(Stored data entries)

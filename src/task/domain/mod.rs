//! Domain model for tasks.
//!
//! Priority is stored as an uppercase code and shown as a lowercase label;
//! [`Priority`] owns both spellings so adapters and views cannot drift apart.

mod attachment;
mod comment;
mod draft;
mod error;
mod ids;
mod placement;
mod priority;
mod task;

pub use attachment::{Attachment, AttachmentDraft};
pub use comment::Comment;
pub use draft::{TaskDraft, TaskTitle, TaskUpdate, normalize_tags};
pub use error::{ParsePriorityError, TaskDomainError};
pub use ids::{AttachmentId, CommentId, TaskId};
pub use placement::{Placement, TaskMove};
pub use priority::Priority;
pub use task::{PersistedTaskData, Task, sort_for_board};

/// Task status is the semantic key of the column holding the task.
pub type TaskStatus = crate::board::domain::ColumnKey;
//! Boards and their fixed status columns.
//!
//! A board is created with the three default lanes (`todo`, `in_progress`,
//! `done`) and is never restructured afterwards. Access is granted to the
//! owner and to members.
//!
//! - Domain types in [`domain`]
//! - Port contracts in [`ports`]
//! - Adapter implementations in [`adapters`]
//! - Orchestration services in [`services`]

pub mod adapters;
pub mod domain;
pub mod ports;
pub mod services;

#[cfg(test)]
mod tests;
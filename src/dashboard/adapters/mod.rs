//! Adapter implementations for dashboard ports.

pub mod in_process;
pub mod notifier;

pub use in_process::InProcessGateway;
pub use notifier::{RecordingNotifier, TracingNotifier};
//! Diesel row models for boards, members and columns.

use crate::postgres::schema::{board_columns, board_members, boards};
use chrono::{DateTime, Utc};
use diesel::prelude::*;

/// Query result row for board records.
#[derive(Debug, Clone, Queryable, Selectable)]
#[diesel(table_name = boards)]
#[diesel(check_for_backend(diesel::pg::Pg))]
pub struct BoardRow {
    /// Board identifier.
    pub id: uuid::Uuid,
    /// Board name.
    pub name: String,
    /// Optional description.
    pub description: Option<String>,
    /// Owning user.
    pub owner_id: uuid::Uuid,
    /// Creation timestamp.
    pub created_at: DateTime<Utc>,
    /// Last update timestamp.
    pub updated_at: DateTime<Utc>,
}

/// Insert model for board records.
#[derive(Debug, Clone, Insertable)]
#[diesel(table_name = boards)]
pub struct NewBoardRow {
    /// Board identifier.
    pub id: uuid::Uuid,
    /// Board name.
    pub name: String,
    /// Optional description.
    pub description: Option<String>,
    /// Owning user.
    pub owner_id: uuid::Uuid,
    /// Creation timestamp.
    pub created_at: DateTime<Utc>,
    /// Last update timestamp.
    pub updated_at: DateTime<Utc>,
}

/// Board membership row, used for both reads and inserts.
#[derive(Debug, Clone, Queryable, Selectable, Insertable)]
#[diesel(table_name = board_members)]
#[diesel(check_for_backend(diesel::pg::Pg))]
pub struct BoardMemberRow {
    /// Board identifier.
    pub board_id: uuid::Uuid,
    /// Member identifier.
    pub user_id: uuid::Uuid,
}

/// Board column row, used for both reads and inserts.
#[derive(Debug, Clone, Queryable, Selectable, Insertable)]
#[diesel(table_name = board_columns)]
#[diesel(check_for_backend(diesel::pg::Pg))]
pub struct BoardColumnRow {
    /// Column identifier.
    pub id: uuid::Uuid,
    /// Parent board.
    pub board_id: uuid::Uuid,
    /// Semantic key.
    pub column_key: String,
    /// Display title.
    pub title: String,
    /// Display color.
    pub color: String,
    /// Column order index.
    pub position: i32,
}
//! Then steps for drag-and-drop scenarios.

use super::world::{DragWorld, run_async, titles};
use corkboard::board::domain::ColumnKey;
use corkboard::dashboard::ports::KanbanGateway;
use rstest_bdd_macros::then;

fn parse_status(raw: &str) -> Result<ColumnKey, eyre::Report> {
    ColumnKey::try_from(raw).map_err(|err| eyre::eyre!("invalid status in scenario: {err}"))
}

#[then(r#"the todo lane reads "{expected}""#)]
fn todo_lane_reads(world: &DragWorld, expected: String) -> Result<(), eyre::Report> {
    let actual = titles(world.controller.store().tasks_in(ColumnKey::Todo));
    if actual != expected {
        return Err(eyre::eyre!("expected todo lane {expected}, found {actual}"));
    }
    Ok(())
}

#[then(r#"the stored todo lane reads "{expected}""#)]
fn stored_todo_lane_reads(world: &DragWorld, expected: String) -> Result<(), eyre::Report> {
    let board = world
        .controller
        .store()
        .active_board_id()
        .ok_or_else(|| eyre::eyre!("no active board"))?;
    let stored = run_async(world.gateway.list_tasks(board))
        .map_err(|err| eyre::eyre!("listing tasks failed: {err}"))?;
    let actual = titles(
        stored
            .iter()
            .filter(|task| task.status() == ColumnKey::Todo),
    );
    if actual != expected {
        return Err(eyre::eyre!("expected stored lane {expected}, found {actual}"));
    }
    Ok(())
}

#[then(r#"task "{title}" has status "{status}""#)]
fn task_has_status(world: &DragWorld, title: String, status: String) -> Result<(), eyre::Report> {
    let expected = parse_status(&status)?;
    let id = world.task_id(&title)?;
    let task = world
        .controller
        .store()
        .task(id)
        .ok_or_else(|| eyre::eyre!("task {title} missing from the store"))?;
    if task.status() != expected {
        return Err(eyre::eyre!(
            "expected {title} in {expected}, found {}",
            task.status()
        ));
    }
    Ok(())
}

#[then(r#"the stored task "{title}" has status "{status}""#)]
fn stored_task_has_status(
    world: &DragWorld,
    title: String,
    status: String,
) -> Result<(), eyre::Report> {
    let expected = parse_status(&status)?;
    let id = world.task_id(&title)?;
    let board = world
        .controller
        .store()
        .active_board_id()
        .ok_or_else(|| eyre::eyre!("no active board"))?;
    let stored = run_async(world.gateway.list_tasks(board))
        .map_err(|err| eyre::eyre!("listing tasks failed: {err}"))?;
    let task = stored
        .iter()
        .find(|task| task.id() == id)
        .ok_or_else(|| eyre::eyre!("task {title} missing from the backend"))?;
    let lane = world
        .controller
        .store()
        .active_board()
        .and_then(|board| board.column_for(expected))
        .ok_or_else(|| eyre::eyre!("board has no {expected} lane"))?;
    if task.status() != expected || task.column_id() != lane.id() {
        return Err(eyre::eyre!(
            "expected stored {title} in {expected}, found {}",
            task.status()
        ));
    }
    Ok(())
}

#[then("{count:usize} update requests were sent")]
fn update_requests_sent(world: &DragWorld, count: usize) -> Result<(), eyre::Report> {
    let sent = world.gateway.requests();
    if sent != count {
        return Err(eyre::eyre!("expected {count} requests, found {sent}"));
    }
    Ok(())
}

#[then(r#"the last notice is "{message}""#)]
fn last_notice_is(world: &DragWorld, message: String) -> Result<(), eyre::Report> {
    let notice = world
        .notifier
        .last()
        .ok_or_else(|| eyre::eyre!("no notice was raised"))?;
    if notice.message != message {
        return Err(eyre::eyre!(
            "expected notice {message:?}, found {:?}",
            notice.message
        ));
    }
    Ok(())
}
//! Maps lanes to board columns and raw element ids to drop targets.

use crate::board::domain::{Board, BoardColumn, ColumnKey};
use crate::task::domain::{Placement, Task, TaskId, TaskStatus};
use uuid::Uuid;

/// What a dragged task was released over.
#[derive(Debug, Clone, Copy, PartialEq, Eq)]
pub enum DropTarget {
    /// A column, identified by its lane.
    Column(ColumnKey),
    /// Another task card.
    Task(TaskId),
}

/// Resolves identifiers against one board and its loaded tasks.
#[derive(Debug, Clone, Copy)]
pub struct ColumnResolver<'a> {
    board: &'a Board,
    tasks: &'a [Task],
}

impl<'a> ColumnResolver<'a> {
    /// Creates a resolver over a board and its tasks.
    #[must_use]
    pub const fn new(board: &'a Board, tasks: &'a [Task]) -> Self {
        Self { board, tasks }
    }

    /// Returns the board's column for a lane.
    #[must_use]
    pub fn column(&self, status: TaskStatus) -> Option<&'a BoardColumn> {
        self.board.column_for(status)
    }

    /// Builds a placement in the lane's column.
    #[must_use]
    pub fn placement(&self, status: TaskStatus, order: i32) -> Option<Placement> {
        self.column(status).map(|column| Placement {
            status,
            column_id: column.id(),
            order,
        })
    }

    /// Resolves a raw droppable identifier.
    ///
    /// Lane keys and column ids resolve to columns; task ids resolve to
    /// tasks of this board. Anything else is not a target.
    #[must_use]
    pub fn resolve(&self, raw: &str) -> Option<DropTarget> {
        if let Ok(key) = ColumnKey::try_from(raw) {
            return self.column(key).map(|column| DropTarget::Column(column.key()));
        }
        let uuid = Uuid::parse_str(raw.trim()).ok()?;
        if let Some(column) = self
            .board
            .columns()
            .iter()
            .find(|column| column.id().into_inner() == uuid)
        {
            return Some(DropTarget::Column(column.key()));
        }
        let id = TaskId::from_uuid(uuid);
        self.tasks
            .iter()
            .any(|task| task.id() == id)
            .then_some(DropTarget::Task(id))
    }
}
//! User aggregate.

use super::{UserDomainError, UserId};
use chrono::{DateTime, Utc};
use mockable::Clock;
use serde::{Deserialize, Serialize};
use std::fmt;

/// Normalized email address.
///
/// Only the shape `local@domain` is checked; deliverability is not.
#[derive(Debug, Clone, PartialEq, Eq, Hash, Serialize, Deserialize)]
#[serde(transparent)]
pub struct EmailAddress(String);

impl EmailAddress {
    /// Creates a validated, lowercased email address.
    ///
    /// # Errors
    ///
    /// Returns [`UserDomainError::InvalidEmail`] when the value has no
    /// non-empty local part and domain separated by a single `@`, or contains
    /// whitespace.
    pub fn new(value: impl Into<String>) -> Result<Self, UserDomainError> {
        let raw = value.into();
        let normalized = raw.trim().to_ascii_lowercase();
        let mut parts = normalized.split('@');
        let local = parts.next().unwrap_or_default();
        let domain = parts.next().unwrap_or_default();
        let is_valid = !local.is_empty()
            && !domain.is_empty()
            && parts.next().is_none()
            && !normalized.chars().any(char::is_whitespace);

        if !is_valid {
            return Err(UserDomainError::InvalidEmail(raw));
        }
        Ok(Self(normalized))
    }

    /// Returns the address as `str`.
    #[must_use]
    pub fn as_str(&self) -> &str {
        &self.0
    }
}

impl fmt::Display for EmailAddress {
    fn fmt(&self, f: &mut fmt::Formatter<'_>) -> fmt::Result {
        f.write_str(&self.0)
    }
}

/// A person who can own boards, be assigned tasks and write comments.
#[derive(Debug, Clone, PartialEq, Eq, Serialize, Deserialize)]
pub struct User {
    id: UserId,
    name: String,
    email: EmailAddress,
    avatar: Option<String>,
    created_at: DateTime<Utc>,
}

/// Parameter object for reconstructing a persisted user.
#[derive(Debug, Clone, PartialEq, Eq)]
pub struct PersistedUserData {
    /// Persisted identifier.
    pub id: UserId,
    /// Persisted display name.
    pub name: String,
    /// Persisted email address.
    pub email: EmailAddress,
    /// Persisted avatar image URL.
    pub avatar: Option<String>,
    /// Persisted creation timestamp.
    pub created_at: DateTime<Utc>,
}

impl User {
    /// Creates a new user.
    ///
    /// # Errors
    ///
    /// Returns [`UserDomainError::EmptyUserName`] when the trimmed name is
    /// empty.
    pub fn new(
        name: impl Into<String>,
        email: EmailAddress,
        clock: &impl Clock,
    ) -> Result<Self, UserDomainError> {
        let raw_name = name.into();
        let trimmed = raw_name.trim();
        if trimmed.is_empty() {
            return Err(UserDomainError::EmptyUserName);
        }
        Ok(Self {
            id: UserId::new(),
            name: trimmed.to_owned(),
            email,
            avatar: None,
            created_at: clock.utc(),
        })
    }

    /// Sets the avatar image URL.
    #[must_use]
    pub fn with_avatar(mut self, avatar: impl Into<String>) -> Self {
        self.avatar = Some(avatar.into());
        self
    }

    /// Reconstructs a user from persisted storage.
    #[must_use]
    pub fn from_persisted(data: PersistedUserData) -> Self {
        Self {
            id: data.id,
            name: data.name,
            email: data.email,
            avatar: data.avatar,
            created_at: data.created_at,
        }
    }

    /// Returns the user identifier.
    #[must_use]
    pub const fn id(&self) -> UserId {
        self.id
    }

    /// Returns the display name.
    #[must_use]
    pub fn name(&self) -> &str {
        &self.name
    }

    /// Returns the email address.
    #[must_use]
    pub const fn email(&self) -> &EmailAddress {
        &self.email
    }

    /// Returns the avatar image URL, if any.
    #[must_use]
    pub fn avatar(&self) -> Option<&str> {
        self.avatar.as_deref()
    }

    /// Returns the creation timestamp.
    #[must_use]
    pub const fn created_at(&self) -> DateTime<Utc> {
        self.created_at
    }
}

▸ **Required action**:
Where a line of the records contains the word "adapters", count it; state only the final tally.

▸ **Exercise output**:
4